Sistema, sistematico, sistemico, complessità, evento, incertezza, vincolo, possibilità, probabile, imprevedibile, errore, correlazioni, interazioni, contesto educativo, ricerca, laboratorio, deutero-apprendimento, etica, interconnessione, solidarietà, bene comune.


Summary

The first part describes how I arrived, through my experiences as a teacher and school manager, starting from a culture of Cartesian matrix typical of the Italian cultural world of the 40s and 50s, to a systemic approach discovered thanks to the study of G. Bateson and E. Morin, Paolo Ceruti and other authors. In the second part I talk about the two themes that I am trying to explore in depth "how do we define systemic thinking", "what relationship is there between systemic thinking and complexity" and about the attempt to create an experience that should be an opportunity to answer the question “how to systematically develop proposals for experiences through which others can learn how to adopt the systemic approach in their teaching work”.


Keywords

System, systematic, systemic, complexity, event, uncertainty, constraint, possibility, probable, unforeseeable, error, correlations, interactions, educational context, research, laboratory, deutero-learning, ethics, interconnectedness, solidarity, common good.

 

 

Sistemico e sistematico: due modi di concepire la pratica educativa

 

Osservando “la parabola della mia vita” da un punto che ormai sta nel tratto discendente, della curva posso dire che, quando ero nel tratto ascendente, negli anni ’50, inizio anni ’60, le parole sistemico e complessità erano del tutto ignorate da noi studenti e anche dai docenti. Consuete fin dai primi anni del liceo mi erano invece espressioni quali sapere sistematico e procedere per idee chiare e distinte.

Non è stato l'approccio sistemico a influenzare la pratica professionale, è stato il modo di condurre la mia pratica professionale, ad aprirmi la strada verso l’approccio sistemico.

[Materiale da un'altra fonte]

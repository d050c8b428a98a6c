//! # Escrow Error Types
//!
//! Every failure a handler can return. Each variant has a stable numeric
//! code (starting at 6000, the Anchor custom-error range) and an
//! [`ErrorKind`] that tells the caller whether retrying can help.

use burry_core::{Address, DerivationError, Price};
use burry_ledger::LedgerError;
use burry_oracle::OracleError;
use thiserror::Error;

use crate::state::LayoutError;

/// Coarse classification of an [`EscrowError`].
#[derive(Debug, Clone, Copy, PartialEq, Eq, Hash)]
pub enum ErrorKind {
    /// Bad input; the same call will fail again.
    Validation,
    /// The entry is not in the state the operation needs.
    State,
    /// The caller is not the owner.
    Authorization,
    /// The oracle could not supply a usable price.
    ExternalDependency,
    /// The price condition is not met yet.
    Policy,
    /// Invariant violation inside the program or ledger.
    Internal,
}

impl ErrorKind {
    /// Whether the same call may succeed later without any change by the
    /// caller.
    pub fn is_retryable(self) -> bool {
        matches!(self, Self::Policy | Self::ExternalDependency)
    }

    /// Machine-readable name.
    pub fn as_str(self) -> &'static str {
        match self {
            Self::Validation => "VALIDATION_ERROR",
            Self::State => "STATE_ERROR",
            Self::Authorization => "AUTHORIZATION_ERROR",
            Self::ExternalDependency => "EXTERNAL_DEPENDENCY_ERROR",
            Self::Policy => "POLICY_ERROR",
            Self::Internal => "INTERNAL_ERROR",
        }
    }
}

impl std::fmt::Display for ErrorKind {
    fn fmt(&self, f: &mut std::fmt::Formatter<'_>) -> std::fmt::Result {
        f.write_str(self.as_str())
    }
}

/// Errors returned by the escrow handlers.
#[derive(Error, Debug, Clone, PartialEq, Eq)]
pub enum EscrowError {
    /// Deposit of zero lamports.
    #[error("escrow amount must be greater than zero")]
    InvalidAmount,

    /// The depositor cannot pay the amount plus the storage reservation.
    #[error("owner {owner} has {available} lamports, deposit needs {needed}")]
    InsufficientFunds {
        /// Depositor.
        owner: Address,
        /// Amount plus reservation, `u64::MAX` when the sum overflows.
        needed: u64,
        /// Current balance.
        available: u64,
    },

    /// The owner already has an active entry.
    #[error("escrow entry {address} already exists")]
    EntryAlreadyExists {
        /// Entry address.
        address: Address,
    },

    /// No active entry at the derived address.
    #[error("no escrow entry at {address}")]
    EntryNotFound {
        /// Entry address.
        address: Address,
    },

    /// The caller does not own the entry.
    #[error("{caller} is not the owner of escrow entry {address}")]
    Unauthorized {
        /// Entry address.
        address: Address,
        /// Identity that attempted the withdrawal.
        caller: Address,
    },

    /// The price feed could not be read.
    #[error("price oracle unavailable for feed {feed}: {reason}")]
    OracleUnavailable {
        /// Configured feed.
        feed: Address,
        /// What went wrong.
        reason: String,
    },

    /// The price feed's latest observation is too old.
    #[error("price feed {feed} is stale: {age_secs}s old, limit {max_age_secs}s")]
    StaleData {
        /// Configured feed.
        feed: Address,
        /// Age of the observation.
        age_secs: i64,
        /// Configured limit.
        max_age_secs: u64,
    },

    /// The current price is not strictly above the unlock price.
    #[error("Current SOL price is not above Escrow unlock price.")]
    PriceConditionNotMet {
        /// Price reported by the oracle.
        current: Price,
        /// Threshold stored in the entry.
        unlock: Price,
    },

    /// The entry's stored bump does not re-derive its address.
    #[error("escrow entry {address} does not match its stored bump {bump}")]
    AddressMismatch {
        /// Entry address.
        address: Address,
        /// Stored bump.
        bump: u8,
    },

    /// The account at the entry address does not hold an entry.
    #[error("account {address} holds invalid escrow data: {source}")]
    AccountDataInvalid {
        /// Entry address.
        address: Address,
        /// Layout failure.
        #[source]
        source: LayoutError,
    },

    /// Address derivation failed.
    #[error("address derivation failed: {0}")]
    Derivation(#[from] DerivationError),

    /// Unexpected ledger failure.
    #[error("ledger error: {0}")]
    Ledger(#[from] LedgerError),
}

impl EscrowError {
    /// Classification of this error.
    pub fn kind(&self) -> ErrorKind {
        match self {
            Self::InvalidAmount | Self::InsufficientFunds { .. } => ErrorKind::Validation,
            Self::EntryAlreadyExists { .. } | Self::EntryNotFound { .. } => ErrorKind::State,
            Self::Unauthorized { .. } => ErrorKind::Authorization,
            Self::OracleUnavailable { .. } | Self::StaleData { .. } => {
                ErrorKind::ExternalDependency
            }
            Self::PriceConditionNotMet { .. } => ErrorKind::Policy,
            Self::AddressMismatch { .. }
            | Self::AccountDataInvalid { .. }
            | Self::Derivation(_)
            | Self::Ledger(_) => ErrorKind::Internal,
        }
    }

    /// Stable numeric code.
    pub fn code(&self) -> u32 {
        match self {
            Self::InvalidAmount => 6000,
            Self::InsufficientFunds { .. } => 6001,
            Self::EntryAlreadyExists { .. } => 6002,
            Self::EntryNotFound { .. } => 6003,
            Self::Unauthorized { .. } => 6004,
            Self::OracleUnavailable { .. } => 6005,
            Self::StaleData { .. } => 6006,
            Self::PriceConditionNotMet { .. } => 6007,
            Self::AddressMismatch { .. } => 6008,
            Self::AccountDataInvalid { .. } => 6009,
            Self::Derivation(_) => 6010,
            Self::Ledger(_) => 6011,
        }
    }

    /// Shorthand for `self.kind().is_retryable()`.
    pub fn is_retryable(&self) -> bool {
        self.kind().is_retryable()
    }
}

impl From<OracleError> for EscrowError {
    fn from(err: OracleError) -> Self {
        match err {
            OracleError::Unavailable { feed, reason } => Self::OracleUnavailable { feed, reason },
            OracleError::Stale {
                feed,
                age_secs,
                max_age_secs,
            } => Self::StaleData {
                feed,
                age_secs,
                max_age_secs,
            },
            OracleError::Config(e) => Self::OracleUnavailable {
                feed: Address::default(),
                reason: e.to_string(),
            },
        }
    }
}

         Nell’ambiente di formazione da me frequentato, liceo e università, e ancora nei miei primi anni di insegnamento, era convinzione comune che la conoscenza del tutto fosse la sommatoria delle conoscenze dei suoi distinti elementi e che per comprendere qualsiasi problema fosse necessario e sufficiente la sua trattazione analitica attraverso la quale lo si poteva ridurre ai suoi costituenti semplici e risolverlo.

Il punto di arrivo di ogni percorso di conoscenza era l’acquisizione, attraverso l’analisi, di nozioni sotto forma di idee chiare, evidenti e la loro ordinata sistemazione in un quadro di sintesi, come se le si potessero immaginare in distinte caselle tra loro separate. 

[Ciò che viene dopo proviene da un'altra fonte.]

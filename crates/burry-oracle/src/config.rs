//! Oracle client configuration.
//!
//! Defaults point to the public aggregator. Override via environment
//! variables or explicit construction for local testing.

use url::Url;

/// Default aggregator base URL.
pub const DEFAULT_ORACLE_URL: &str = "https://api.switchboard.xyz";

/// Default request timeout in seconds.
pub const DEFAULT_TIMEOUT_SECS: u64 = 10;

/// Default number of repeated reads after a transient failure.
pub const DEFAULT_MAX_RETRIES: u32 = 3;

/// Configuration for [`crate::HttpPriceFeed`].
///
/// Custom `Debug` implementation redacts the `api_key` field.
#[derive(Clone)]
pub struct OracleConfig {
    /// Aggregator base URL.
    pub base_url: Url,
    /// Optional bearer token.
    pub api_key: Option<String>,
    /// Request timeout in seconds.
    pub timeout_secs: u64,
    /// Repeated reads after a connection failure or an overload status.
    pub max_retries: u32,
    /// Reject observations older than this many seconds. `None` disables
    /// the check.
    pub max_staleness_secs: Option<u64>,
}

impl std::fmt::Debug for OracleConfig {
    fn fmt(&self, f: &mut std::fmt::Formatter<'_>) -> std::fmt::Result {
        f.debug_struct("OracleConfig")
            .field("base_url", &self.base_url)
            .field("api_key", &self.api_key.as_ref().map(|_| "[REDACTED]"))
            .field("timeout_secs", &self.timeout_secs)
            .field("max_retries", &self.max_retries)
            .field("max_staleness_secs", &self.max_staleness_secs)
            .finish()
    }
}

impl OracleConfig {
    /// Load configuration from environment variables.
    ///
    /// Variables:
    /// - `BURRY_ORACLE_URL` (default: `https://api.switchboard.xyz`)
    /// - `BURRY_ORACLE_API_KEY` (optional)
    /// - `BURRY_ORACLE_TIMEOUT_SECS` (default: 10)
    /// - `BURRY_ORACLE_MAX_RETRIES` (default: 3)
    /// - `BURRY_ORACLE_MAX_STALENESS_SECS` (optional)
    pub fn from_env() -> Result<Self, ConfigError> {
        Ok(Self {
            base_url: env_url("BURRY_ORACLE_URL", DEFAULT_ORACLE_URL)?,
            api_key: std::env::var("BURRY_ORACLE_API_KEY")
                .ok()
                .filter(|k| !k.is_empty()),
            timeout_secs: env_u64("BURRY_ORACLE_TIMEOUT_SECS")?.unwrap_or(DEFAULT_TIMEOUT_SECS),
            max_retries: env_u32("BURRY_ORACLE_MAX_RETRIES")?.unwrap_or(DEFAULT_MAX_RETRIES),
            max_staleness_secs: env_u64("BURRY_ORACLE_MAX_STALENESS_SECS")?,
        })
    }

    /// Configuration pointing to a local mock server.
    pub fn local_mock(port: u16) -> Result<Self, ConfigError> {
        let raw = format!("http://127.0.0.1:{port}");
        let base_url = Url::parse(&raw).map_err(|e| ConfigError::InvalidUrl {
            var: "localhost".to_string(),
            reason: e.to_string(),
        })?;
        Ok(Self {
            base_url,
            api_key: None,
            timeout_secs: 5,
            max_retries: 0,
            max_staleness_secs: None,
        })
    }
}

fn env_url(var: &str, default: &str) -> Result<Url, ConfigError> {
    let raw = std::env::var(var).unwrap_or_else(|_| default.to_string());
    Url::parse(&raw).map_err(|e| ConfigError::InvalidUrl {
        var: var.to_string(),
        reason: e.to_string(),
    })
}

fn env_u64(var: &str) -> Result<Option<u64>, ConfigError> {
    match std::env::var(var) {
        Ok(raw) => raw
            .trim()
            .parse()
            .map(Some)
            .map_err(|_| ConfigError::InvalidNumber {
                var: var.to_string(),
                value: raw,
            }),
        Err(_) => Ok(None),
    }
}

fn env_u32(var: &str) -> Result<Option<u32>, ConfigError> {
    env_u64(var)?
        .map(|value| {
            u32::try_from(value).map_err(|_| ConfigError::InvalidNumber {
                var: var.to_string(),
                value: value.to_string(),
            })
        })
        .transpose()
}

/// Configuration errors.
#[derive(Debug, Clone, PartialEq, Eq, thiserror::Error)]
pub enum ConfigError {
    /// A URL variable did not parse.
    #[error("invalid URL for {var}: {reason}")]
    InvalidUrl {
        /// Variable name.
        var: String,
        /// Parser message.
        reason: String,
    },
    /// A numeric variable did not parse.
    #[error("invalid number for {var}: {value:?}")]
    InvalidNumber {
        /// Variable name.
        var: String,
        /// Raw value.
        value: String,
    },
    /// The API key contains characters not allowed in a header.
    #[error("API key is not a valid header value")]
    InvalidApiKey,
    /// The HTTP client could not be constructed.
    #[error("failed to build HTTP client: {0}")]
    ClientInit(String),
}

Gli strepitosi successi raggiunti dal pensiero occidentale negli ultimi 400 anni nei campi scientifici e tecnologici potevano giustificare la fiducia che avevamo in questo modello di pensiero di cui il paradigma cartesiano era la matrice. L’immagine che avevamo della scienza e della conoscenza in generale ispirava fiducia in un progresso che procedeva crescendo senza sosta.  Il sistema di classificazione degli elementi di Mendeleev, la classificazione gerarchica del mondo naturale del Systema Naturae di Linneo sembravano rappresentare in modo quasi iconico quale dovesse essere il modello di pensiero a cui ci si doveva riferire per perseguire la conoscenza.

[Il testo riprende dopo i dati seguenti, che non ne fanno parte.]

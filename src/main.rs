fn main() -> anyhow::Result<()> {
    let runtime = tokio::runtime::Builder::new_multi_thread()
        .enable_all()
        .build()?;

    runtime.block_on(pixwallet::run())
}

Per noi formati ad una scuola ancora ottocentesca, le cose, cambiarono dopo il ’68: l’anno in cui, per usare l’immagine in cui E. Morin traspose metaforicamente il MAGGIO 68, si aprì la “breccia” attraverso la quale trovarono modo di diffondersi i nuovi paradigmi del sapere che in quegli anni si andavano sviluppando e dentro la quale si riversarono i movimenti nati in quel tempo: i movimenti ecologisti, operaisti, femministi, pacifisti.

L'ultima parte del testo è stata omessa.